RODUCTION ET ORTHOGRAPHE

III.

Au même moment où les notions de crible et de surdité phonologiques que nous avons abordées dans le Chapitre 2 (p. 69) sont étayées dans les années 1930, Vladimir Buben (1935) étudie l’influence de l’orthographe sur la prononciation. Depuis, de nombreuses études en L1 et en L2, montrent que les habiletés acquises à l’écrit peuvent contribuer à modifier les compétences linguistiques orales des sujets. Plus spécifiquement, ces études, auxquelles cette partie est consacrée, démontrent une influence de l’orthographe en production de la parole. Dans un premier temps, nous analysons la manière dont est produite et traitée la modalité écrite de la langue pour examiner l’interaction entre les codes phonologiques et orthographiques. Les modèles de l’activité rédactionnelle en L1 (1.1, p. 145) apportent un contexte théorique nécessaire dès lors que l’on aborde la production écrite puisqu’il n’existe pas, à notre connaissance, de modèle de production écrite de mots en L2. Ainsi, les modèles de l’activité rédactionnelle L2 (1.2, p. 150) peuvent apporter un éclairage théorique intéressant sur les processus impliqués dans cette activité.
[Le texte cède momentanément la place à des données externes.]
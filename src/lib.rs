//! # blast-fetch
//!
//! A library and CLI for driving the NCBI BLAST URL API end to end.
//!
//! BLAST searches on the public service are asynchronous: submitting a query
//! returns a request identifier (RID) immediately, the search completes on
//! NCBI's side at some unknown later time, and results are retrieved in a
//! second round trip. `blast-fetch` handles the whole exchange (submit,
//! poll until ready, retrieve the plain-text report) and extracts the
//! identity statistics of the best alignment from it.
//!
//! ## Features
//!
//! - **Asynchronous job handling**: explicit status polling with an interval
//!   and deadline instead of a blind fixed wait
//! - **Resumable workflows**: submission and retrieval are independent, so a
//!   RID from one run can be collected by a later one
//! - **Tagged scan results**: "marker absent" (no RID, no status, no
//!   identity line) is distinguished from transport failure everywhere
//! - **Offline parsing**: saved reports can be re-scanned without a network
//!
//! ## Example
//!
//! ```rust,no_run
//! use blast_fetch::client::poll::BackoffPolicy;
//! use blast_fetch::client::{BlastClient, SearchParams, DEFAULT_ENDPOINT};
//! use blast_fetch::parsing::report::scan_identities;
//!
//! let client = BlastClient::new(DEFAULT_ENDPOINT, SearchParams::default()).unwrap();
//!
//! let rid = client.submit("GTAGGTCTTTGGCATTAGGAGCTTGAGCCCAGACGG").unwrap();
//! let report = client.wait_for_report(&rid, &BackoffPolicy::default()).unwrap();
//!
//! match scan_identities(&report) {
//!     Some(identity) => println!("Percent Identity: {}%", identity.percent_identity),
//!     None => println!("No alignment found."),
//! }
//! ```
//!
//! ## Modules
//!
//! - [`client`]: job submission, status polling, and report retrieval
//! - [`core`]: core data types for handles, statuses, and identities
//! - [`parsing`]: scanners for the service's free-text responses
//! - [`cli`]: command-line interface implementation

pub mod cli;
pub mod client;
pub mod core;
pub mod parsing;

// Re-export commonly used types for convenience
pub use client::{BlastClient, ClientError, SearchParams};
pub use core::types::*;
Nous présenterons ensuite les modèles de production écrite de mots (2, p. 158) nous permettant d’aborder les processus orthographiques et plus précisément l’interaction entre les représentations phonologiques et orthographiques. À cet effet, nous présentons un modèle de dictée (2.1, p. 159), un modèle de copie (2.2, p. 163) et un modèle comparatif des tâches de copie et de dictée (2.3, p. 166). Ces trois modèles mettent l’accent sur l’interaction entre la phonologie et l’orthographe en production écrite et permettent d’illustrer les processus en jeu dans ces deux tâches proposées aux sujets de notre étude. Enfin, nous introduirons l’effet Buben, dont l’auteur a été un des premiers à s’intéresser à la manière dont l’orthographe a influencé la prononciation dans l’évolution historique des langues romanes. Puis, nous présenterons les travaux psycholinguistiques et sociolinguistiques qui ont expliqué comment l’impact du système d’écriture sur la phonologie se manifeste chez le locuteur en L1 (3, p. 170), puis en L2 (4, p. 181).